*Work to be completed:*
From the records below, copy the lines that include "native".

*Data:*
//! Wraps the native file-selection dialog.
//!
//! On selection the chooser emits `(chooser, files, date)` once to every
//! listener. The background folder scan feeds the same fan-out through
//! [`FileChooser::deliver`], so listeners cannot tell the two import paths
//! apart.

use std::cell::RefCell;
use std::path::PathBuf;
use std::rc::Rc;

use chrono::{DateTime, Local};
use rfd::FileDialog;

use crate::state::{ListenerId, Listeners};

/// File extensions accepted as images, for both the dialog filter and the
/// folder scan.
pub const IMAGE_EXTENSIONS: &[&str] = &[
    "jpg", "jpeg", "png", "gif", "webp", "bmp", "tif", "tiff",
];

/// What the selection surface knows about one chosen file.
#[derive(Debug, Clone)]
pub struct FileDescriptor {
    pub path: PathBuf,
    pub name: String,
    pub last_modified: DateTime<Local>,
}

impl FileDescriptor {
    /// Builds a descriptor from a path on disk. The modification time falls
    /// back to now when the filesystem cannot supply one.
    pub fn from_path(path: PathBuf) -> Self {
        let name = path
            .file_name()
            .unwrap_or_default()
            .to_string_lossy()
            .to_string();
        let last_modified = std::fs::metadata(&path)
            .and_then(|metadata| metadata.modified())
            .map(DateTime::<Local>::from)
            .unwrap_or_else(|_| Local::now());

        Self {
            path,
            name,
            last_modified,
        }
    }
}

pub type ChooserListenerFn = dyn FnMut(&FileChooser, &[FileDescriptor], DateTime<Local>);

pub struct FileChooser {
    listeners: Listeners<ChooserListenerFn>,
}

impl FileChooser {
    pub fn new() -> Self {
        Self {
            listeners: Listeners::new(),
        }
    }

    /// Opens the native picker and delivers the chosen files. Returns the
    /// number of files delivered; cancelling the dialog delivers nothing.
    pub fn choose(&mut self) -> usize {
        let picked = FileDialog::new()
            .set_title("Select Images")
            .add_filter("Images", IMAGE_EXTENSIONS)
            .pick_files();

        match picked {
            Some(paths) => {
                self.deliver(paths.into_iter().map(FileDescriptor::from_path).collect())
            }
            None => 0,
        }
    }

    /// Emits the files to every listener with a single event date.
    pub fn deliver(&mut self, files: Vec<FileDescriptor>) -> usize {
        let date = Local::now();
        let snapshot = self.listeners.snapshot();
        for listener in snapshot {
            (listener.borrow_mut())(self, &files, date);
        }
        files.len()
    }

    pub fn add_listener(
        &mut self,
        listener: impl FnMut(&FileChooser, &[FileDescriptor], DateTime<Local>) + 'static,
    ) -> ListenerId {
        self.listeners.add(Rc::new(RefCell::new(listener)))
    }

    /// No-op if the id is not registered.
    pub fn remove_listener(&mut self, id: ListenerId) -> bool {
        self.listeners.remove(id)
    }
}

impl Default for FileChooser {
    fn default() -> Self {
        Self::new()
    }
}
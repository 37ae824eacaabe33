//! Application wiring.
//!
//! Composes the catalog, the observable collection, the collection view,
//! the toolbar, and the file chooser, and translates iced messages into
//! model mutations and view state. All reactive synchronization flows
//! through the listener registrations made in [`Fotag::new`]; `update`
//! only ever pokes the component that a message is addressed to.

use std::path::PathBuf;
use std::rc::Rc;

use iced::widget::{
    button, column, container, image, mouse_area, row, scrollable, stack, text,
};
use iced::{Alignment, Color, Element, Length, Task, Theme};
use log::{debug, info, warn};
use rfd::FileDialog;
use walkdir::WalkDir;

use crate::state::{ImageCollectionModel, ImageModel, Library};
use crate::ui::chooser::{FileChooser, FileDescriptor, IMAGE_EXTENSIONS};
use crate::ui::{ImageCollectionView, ImageRendererFactory, ThumbnailRendererFactory};
use crate::ui::{Toolbar, ToolbarEvent, ViewType};

/// Application messages (events)
#[derive(Debug, Clone)]
pub enum Message {
    /// User clicked the "Choose Files" button
    ChooseFiles,
    /// User clicked the "Import Folder" button
    ImportFolder,
    /// Background folder scan completed
    FolderScanned(Vec<FileDescriptor>),
    /// Toolbar layout button
    SelectView(ViewType),
    /// Toolbar filter star
    FilterRating(u8),
    /// Star clicked on the renderer at `index` (collection order)
    SetRating { index: usize, rating: u8 },
    /// Remove button on the renderer at `index`
    RemoveImage(usize),
    /// Thumbnail clicked; show the photo full size
    Enlarge(usize),
    /// Click anywhere on the enlarged photo dismisses it
    CloseEnlarged,
}

/// Main application state
pub struct Fotag {
    collection: ImageCollectionModel,
    collection_view: ImageCollectionView,
    toolbar: Toolbar,
    file_chooser: FileChooser,
    /// Path of the photo currently shown full size, if any.
    enlarged: Option<PathBuf>,
    /// Status message to display to the user
    status: String,
}

impl Fotag {
    /// Create a new instance of the application
    fn new() -> (Self, Task<Message>) {
        // If this fails, we panic because the app cannot function without
        // its catalog database.
        let library = Rc::new(
            Library::new()
                .expect("Failed to initialize catalog database. Check permissions and disk space."),
        );

        let collection = ImageCollectionModel::new();
        for model in library.load() {
            collection.add_image_model(&model);
        }
        info!("fotag initialized with {} images", collection.len());

        let factory: Rc<dyn ImageRendererFactory> = Rc::new(ThumbnailRendererFactory);
        let collection_view = ImageCollectionView::new(factory);
        collection_view.set_image_collection_model(&collection);

        // Persist after every add, remove, or rating change. The listener
        // reads the collection back through a weak handle so the listener
        // list does not keep its own collection alive.
        {
            let library = Rc::clone(&library);
            let weak = collection.downgrade();
            collection.add_listener(move |event| {
                let Some(collection) = weak.upgrade() else { return };
                debug!("persisting collection after change to {}", event.image().caption());
                if let Err(e) = library.store(&collection.image_models()) {
                    warn!("failed to persist collection: {e}");
                }
            });
        }

        // Toolbar events drive view state only; they never touch models.
        let mut toolbar = Toolbar::new();
        {
            let view = collection_view.clone();
            toolbar.add_listener(move |event| match *event {
                ToolbarEvent::ViewChanged(view_type) => view.set_to_view(view_type),
                ToolbarEvent::RatingFilterChanged(rating) => view.set_rating_filter(rating),
            });
        }

        // Chosen files become unrated models, captioned with the file name.
        let mut file_chooser = FileChooser::new();
        {
            let collection = collection.clone();
            file_chooser.add_listener(move |_chooser, files, _date| {
                for file in files {
                    match ImageModel::new(
                        file.path.clone(),
                        file.name.clone(),
                        file.last_modified,
                        0,
                    ) {
                        Ok(model) => collection.add_image_model(&model),
                        Err(e) => warn!("skipping {}: {e}", file.path.display()),
                    }
                }
            });
        }

        let status = format!("Ready. {} images in library.", collection.len());

        (
            Fotag {
                collection,
                collection_view,
                toolbar,
                file_chooser,
                enlarged: None,
                status,
            },
            Task::none(),
        )
    }

    /// Handle application messages and update state
    fn update(&mut self, message: Message) -> Task<Message> {
        match message {
            Message::ChooseFiles => {
                let added = self.file_chooser.choose();
                if added > 0 {
                    self.status = format!("Added {added} images.");
                }
                Task::none()
            }
            Message::ImportFolder => {
                // Show the native folder picker dialog
                let folder = FileDialog::new()
                    .set_title("Select Folder with Photos")
                    .pick_folder();

                if let Some(folder_path) = folder {
                    self.status = format!("Importing from {}...", folder_path.display());
                    return Task::perform(scan_folder(folder_path), Message::FolderScanned);
                }

                Task::none()
            }
            Message::FolderScanned(files) => {
                let added = self.file_chooser.deliver(files);
                self.status = format!("Import complete. Added {added} images.");
                Task::none()
            }
            Message::SelectView(view_type) => {
                self.toolbar.set_to_view(view_type);
                Task::none()
            }
            Message::FilterRating(rating) => {
                self.toolbar.set_rating_filter(rating);
                Task::none()
            }
            Message::SetRating { index, rating } => {
                if let Some(model) = self.collection.image_models().get(index) {
                    if let Err(e) = model.set_rating(rating) {
                        warn!("rating rejected for {}: {e}", model.path().display());
                    }
                }
                Task::none()
            }
            Message::RemoveImage(index) => {
                if let Some(model) = self.collection.image_models().get(index) {
                    self.collection.remove_image_model(model);
                }
                Task::none()
            }
            Message::Enlarge(index) => {
                self.enlarged = self
                    .collection
                    .image_models()
                    .get(index)
                    .map(|model| model.path());
                Task::none()
            }
            Message::CloseEnlarged => {
                self.enlarged = None;
                Task::none()
            }
        }
    }

    /// Build the user interface
    fn view(&self) -> Element<Message> {
        let controls = row![
            button("Choose Files").on_press(Message::ChooseFiles).padding(8),
            button("Import Folder").on_press(Message::ImportFolder).padding(8),
            text(&self.status).size(14),
        ]
        .spacing(12)
        .align_y(Alignment::Center);

        let content = column![
            self.toolbar.view(),
            controls,
            scrollable(self.collection_view.view()).height(Length::Fill),
        ]
        .spacing(16)
        .padding(16);

        match &self.enlarged {
            None => content.into(),
            Some(path) => {
                let enlarged = container(
                    image(image::Handle::from_path(path.clone()))
                        .width(Length::Fill)
                        .height(Length::Fill),
                )
                .padding(32)
                .center_x(Length::Fill)
                .center_y(Length::Fill)
                .style(|_theme| container::Style {
                    background: Some(Color::from_rgba(0.0, 0.0, 0.0, 0.85).into()),
                    ..container::Style::default()
                });

                stack![
                    content,
                    mouse_area(enlarged).on_press(Message::CloseEnlarged),
                ]
                .into()
            }
        }
    }

    /// Set the application theme
    fn theme(&self) -> Theme {
        Theme::Dark
    }
}

pub fn run() -> iced::Result {
    iced::application("Fotag", Fotag::update, Fotag::view)
        .theme(Fotag::theme)
        .centered()
        .run_with(Fotag::new)
}

/// Recursively scans a folder for image files. The walk is filesystem-bound,
/// so it runs on the blocking thread pool instead of the UI executor.
async fn scan_folder(folder_path: PathBuf) -> Vec<FileDescriptor> {
    match tokio::task::spawn_blocking(move || scan_folder_blocking(folder_path)).await {
        Ok(files) => files,
        Err(err) => {
            warn!("folder scan task failed: {err}");
            Vec::new()
        }
    }
}

/// Blocking version of the folder scan
fn scan_folder_blocking(folder_path: PathBuf) -> Vec<FileDescriptor> {
    info!("scanning folder {}", folder_path.display());
    let mut files = Vec::new();

    for entry in WalkDir::new(&folder_path)
        .follow_links(true)
        .into_iter()
        .filter_map(|e| e.ok())
    {
        let path = entry.path();
        if !path.is_file() {
            continue;
        }

        let Some(extension) = path.extension() else {
            continue;
        };
        let extension = extension.to_string_lossy().to_lowercase();
        if !IMAGE_EXTENSIONS.contains(&extension.as_str()) {
            continue;
        }

        files.push(FileDescriptor::from_path(path.to_path_buf()));
    }

    info!("folder scan found {} images", files.len());
    files
}

#[cfg(test)]
mod tests {
    use super::*;
    use std::fs;

    #[test]
    fn folder_scan_finds_only_image_files() {
        let dir = tempfile::tempdir().unwrap();
        fs::write(dir.path().join("photo.jpg"), b"jpg").unwrap();
        fs::write(dir.path().join("notes.txt"), b"txt").unwrap();
        let nested = dir.path().join("nested");
        fs::create_dir(&nested).unwrap();
        fs::write(nested.join("deep.PNG"), b"png").unwrap();

        let runtime = tokio::runtime::Builder::new_current_thread()
            .build()
            .unwrap();
        let mut files = runtime.block_on(scan_folder(dir.path().to_path_buf()));
        files.sort_by(|a, b| a.name.cmp(&b.name));

        let names: Vec<&str> = files.iter().map(|f| f.name.as_str()).collect();
        assert_eq!(names, ["deep.PNG", "photo.jpg"]);
    }
}
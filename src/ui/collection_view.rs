//! Keeps a set of renderers mirroring an [`ImageCollectionModel`].
//!
//! The view subscribes to the bound collection and reacts to its events:
//! an added photo gets a new renderer appended, a removed photo loses its
//! renderer, and a metadata change refreshes (never recreates) the matching
//! renderer. Renderer order always equals collection order.
//!
//! The handle is clonable so toolbar and collection callbacks can reach the
//! view; the subscription itself holds only a weak reference.

use std::cell::RefCell;
use std::rc::{Rc, Weak};

use iced::widget::column;
use iced::{Element, Length};
use iced_aw::Wrap;

use super::renderer::{ImageRenderer, ImageRendererFactory};
use super::ViewType;
use crate::app::Message;
use crate::state::{CollectionEvent, ImageCollectionModel, ListenerId};

struct Inner {
    view_type: ViewType,
    /// 0 = unfiltered; otherwise only photos rated at least this show.
    rating_filter: u8,
    factory: Rc<dyn ImageRendererFactory>,
    /// Mirrors the bound collection, in collection order.
    renderers: Vec<ImageRenderer>,
    /// The bound collection and our subscription on it.
    collection: Option<(ImageCollectionModel, ListenerId)>,
}

#[derive(Clone)]
pub struct ImageCollectionView {
    inner: Rc<RefCell<Inner>>,
}

impl ImageCollectionView {
    pub fn new(factory: Rc<dyn ImageRendererFactory>) -> Self {
        Self {
            inner: Rc::new(RefCell::new(Inner {
                view_type: ViewType::Grid,
                rating_filter: 0,
                factory,
                renderers: Vec::new(),
                collection: None,
            })),
        }
    }

    /// Binds a collection: unsubscribes from any previously bound one,
    /// subscribes to the new one, and rebuilds the renderer list to match
    /// its current contents.
    pub fn set_image_collection_model(&self, collection: &ImageCollectionModel) {
        let previous = self.inner.borrow_mut().collection.take();
        if let Some((old, subscription)) = previous {
            old.remove_listener(subscription);
        }

        let weak = Rc::downgrade(&self.inner);
        let subscription =
            collection.add_listener(move |event| Self::on_collection_event(&weak, event));

        let mut inner = self.inner.borrow_mut();
        inner.collection = Some((collection.clone(), subscription));
        let factory = Rc::clone(&inner.factory);
        let view_type = inner.view_type;
        inner.renderers = collection
            .image_models()
            .into_iter()
            .map(|model| {
                let mut renderer = factory.create_image_renderer(model);
                renderer.set_to_view(view_type);
                renderer
            })
            .collect();
    }

    pub fn image_collection_model(&self) -> Option<ImageCollectionModel> {
        self.inner
            .borrow()
            .collection
            .as_ref()
            .map(|(collection, _)| collection.clone())
    }

    /// Installs a rendering strategy. A factory that is already installed
    /// (by reference identity) is a no-op; a new one discards every
    /// renderer and recreates them in collection order.
    pub fn set_image_renderer_factory(&self, factory: Rc<dyn ImageRendererFactory>) {
        let mut inner = self.inner.borrow_mut();
        if Rc::ptr_eq(&inner.factory, &factory) {
            return;
        }
        inner.factory = Rc::clone(&factory);

        let view_type = inner.view_type;
        let models = inner
            .collection
            .as_ref()
            .map(|(collection, _)| collection.image_models())
            .unwrap_or_default();
        inner.renderers = models
            .into_iter()
            .map(|model| {
                let mut renderer = factory.create_image_renderer(model);
                renderer.set_to_view(view_type);
                renderer
            })
            .collect();
    }

    pub fn image_renderer_factory(&self) -> Rc<dyn ImageRendererFactory> {
        Rc::clone(&self.inner.borrow().factory)
    }

    /// Switches between grid and list layout, propagated to every renderer.
    pub fn set_to_view(&self, view_type: ViewType) {
        let mut inner = self.inner.borrow_mut();
        inner.view_type = view_type;
        for renderer in &mut inner.renderers {
            renderer.set_to_view(view_type);
        }
    }

    pub fn current_view(&self) -> ViewType {
        self.inner.borrow().view_type
    }

    /// Display-state only; models are never mutated by filtering.
    pub fn set_rating_filter(&self, rating: u8) {
        self.inner.borrow_mut().rating_filter = rating;
    }

    pub fn rating_filter(&self) -> u8 {
        self.inner.borrow().rating_filter
    }

    pub fn renderer_count(&self) -> usize {
        self.inner.borrow().renderers.len()
    }

    /// Read access to the renderer list, mainly for tests.
    pub fn with_renderers<R>(&self, f: impl FnOnce(&[ImageRenderer]) -> R) -> R {
        f(&self.inner.borrow().renderers)
    }

    /// The renderers that pass the current rating filter, laid out as a
    /// wrap-around grid or a vertical list.
    pub fn view(&self) -> Element<'static, Message> {
        let inner = self.inner.borrow();
        let filter = inner.rating_filter;
        let visible = inner
            .renderers
            .iter()
            .enumerate()
            .filter(|(_, renderer)| filter == 0 || renderer.rating() >= filter);

        match inner.view_type {
            ViewType::Grid => {
                let cells: Vec<Element<'static, Message>> =
                    visible.map(|(index, renderer)| renderer.view(index)).collect();
                Wrap::with_elements(cells)
                    .spacing(16.0)
                    .line_spacing(16.0)
                    .into()
            }
            ViewType::List => {
                let mut list = column![].spacing(8).width(Length::Fill);
                for (index, renderer) in visible {
                    list = list.push(renderer.view(index));
                }
                list.into()
            }
        }
    }

    fn on_collection_event(weak: &Weak<RefCell<Inner>>, event: &CollectionEvent) {
        let Some(inner) = weak.upgrade() else { return };
        let mut inner = inner.borrow_mut();

        match event {
            CollectionEvent::ImageAdded { image, .. } => {
                let factory = Rc::clone(&inner.factory);
                let mut renderer = factory.create_image_renderer(image.clone());
                renderer.set_to_view(inner.view_type);
                inner.renderers.push(renderer);
            }
            CollectionEvent::ImageRemoved { image, .. } => {
                if let Some(index) = inner
                    .renderers
                    .iter()
                    .position(|renderer| renderer.image_model().same(image))
                {
                    inner.renderers.remove(index);
                }
            }
            CollectionEvent::MetaDataChanged { image, .. } => {
                if let Some(renderer) = inner
                    .renderers
                    .iter_mut()
                    .find(|renderer| renderer.image_model().same(image))
                {
                    renderer.refresh();
                }
            }
        }
    }
}

#[cfg(test)]
mod tests {
    use super::*;
    use crate::state::ImageModel;
    use crate::ui::renderer::ThumbnailRendererFactory;
    use chrono::Local;
    use std::cell::Cell;

    fn photo(name: &str) -> ImageModel {
        ImageModel::new(format!("/photos/{name}"), name, Local::now(), 0).unwrap()
    }

    fn view_with(collection: &ImageCollectionModel) -> ImageCollectionView {
        let view = ImageCollectionView::new(Rc::new(ThumbnailRendererFactory));
        view.set_image_collection_model(collection);
        view
    }

    /// Counts how many renderers it has produced.
    struct CountingFactory {
        created: Rc<Cell<usize>>,
    }

    impl ImageRendererFactory for CountingFactory {
        fn create_image_renderer(&self, model: ImageModel) -> ImageRenderer {
            self.created.set(self.created.get() + 1);
            ImageRenderer::new(model)
        }
    }

    #[test]
    fn binding_a_collection_creates_one_renderer_per_existing_model() {
        let collection = ImageCollectionModel::new();
        collection.add_image_model(&photo("a.jpg"));
        collection.add_image_model(&photo("b.jpg"));

        let view = view_with(&collection);

        assert_eq!(view.renderer_count(), 2);
        view.with_renderers(|renderers| {
            assert_eq!(renderers[0].image_model().caption(), "a.jpg");
            assert_eq!(renderers[1].image_model().caption(), "b.jpg");
        });
    }

    #[test]
    fn added_model_gets_a_renderer_appended() {
        let collection = ImageCollectionModel::new();
        let view = view_with(&collection);

        collection.add_image_model(&photo("a.jpg"));

        assert_eq!(view.renderer_count(), 1);
    }

    #[test]
    fn removed_model_loses_its_renderer_and_order_is_kept() {
        let collection = ImageCollectionModel::new();
        let a = photo("a.jpg");
        let b = photo("b.jpg");
        let c = photo("c.jpg");
        for model in [&a, &b, &c] {
            collection.add_image_model(model);
        }
        let view = view_with(&collection);

        collection.remove_image_model(&b);

        assert_eq!(view.renderer_count(), 2);
        view.with_renderers(|renderers| {
            assert!(renderers[0].image_model().same(&a));
            assert!(renderers[1].image_model().same(&c));
        });
    }

    #[test]
    fn metadata_change_refreshes_the_matching_renderer_in_place() {
        let collection = ImageCollectionModel::new();
        let a = photo("a.jpg");
        collection.add_image_model(&a);
        let created = Rc::new(Cell::new(0));
        let view = ImageCollectionView::new(Rc::new(CountingFactory {
            created: Rc::clone(&created),
        }));
        view.set_image_collection_model(&collection);
        assert_eq!(created.get(), 1);

        a.set_rating(4).unwrap();

        // Refreshed, not recreated.
        assert_eq!(created.get(), 1);
        view.with_renderers(|renderers| assert_eq!(renderers[0].rating(), 4));
    }

    #[test]
    fn rebinding_unsubscribes_from_the_previous_collection() {
        let first = ImageCollectionModel::new();
        let second = ImageCollectionModel::new();
        let view = view_with(&first);

        view.set_image_collection_model(&second);
        assert!(view.image_collection_model().unwrap().same(&second));

        first.add_image_model(&photo("a.jpg"));
        assert_eq!(view.renderer_count(), 0);

        second.add_image_model(&photo("b.jpg"));
        assert_eq!(view.renderer_count(), 1);
    }

    #[test]
    fn new_factory_recreates_all_renderers_and_same_factory_is_noop() {
        let collection = ImageCollectionModel::new();
        collection.add_image_model(&photo("a.jpg"));
        collection.add_image_model(&photo("b.jpg"));
        let view = view_with(&collection);

        let created = Rc::new(Cell::new(0));
        let factory: Rc<dyn ImageRendererFactory> = Rc::new(CountingFactory {
            created: Rc::clone(&created),
        });

        view.set_image_renderer_factory(Rc::clone(&factory));
        assert_eq!(created.get(), 2);
        assert_eq!(view.renderer_count(), 2);
        assert!(Rc::ptr_eq(&view.image_renderer_factory(), &factory));

        view.set_image_renderer_factory(factory);
        assert_eq!(created.get(), 2);
    }

    #[test]
    fn set_to_view_propagates_to_every_renderer() {
        let collection = ImageCollectionModel::new();
        collection.add_image_model(&photo("a.jpg"));
        collection.add_image_model(&photo("b.jpg"));
        let view = view_with(&collection);

        view.set_to_view(ViewType::List);

        assert_eq!(view.current_view(), ViewType::List);
        view.with_renderers(|renderers| {
            assert!(renderers
                .iter()
                .all(|renderer| renderer.current_view() == ViewType::List));
        });

        // Renderers created after the switch inherit it.
        collection.add_image_model(&photo("c.jpg"));
        view.with_renderers(|renderers| {
            assert_eq!(renderers[2].current_view(), ViewType::List);
        });
    }
}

*Solution below:*
//! Wraps the native file-selection dialog.
    /// Opens the native picker and delivers the chosen files. Returns the
                // Show the native folder picker dialog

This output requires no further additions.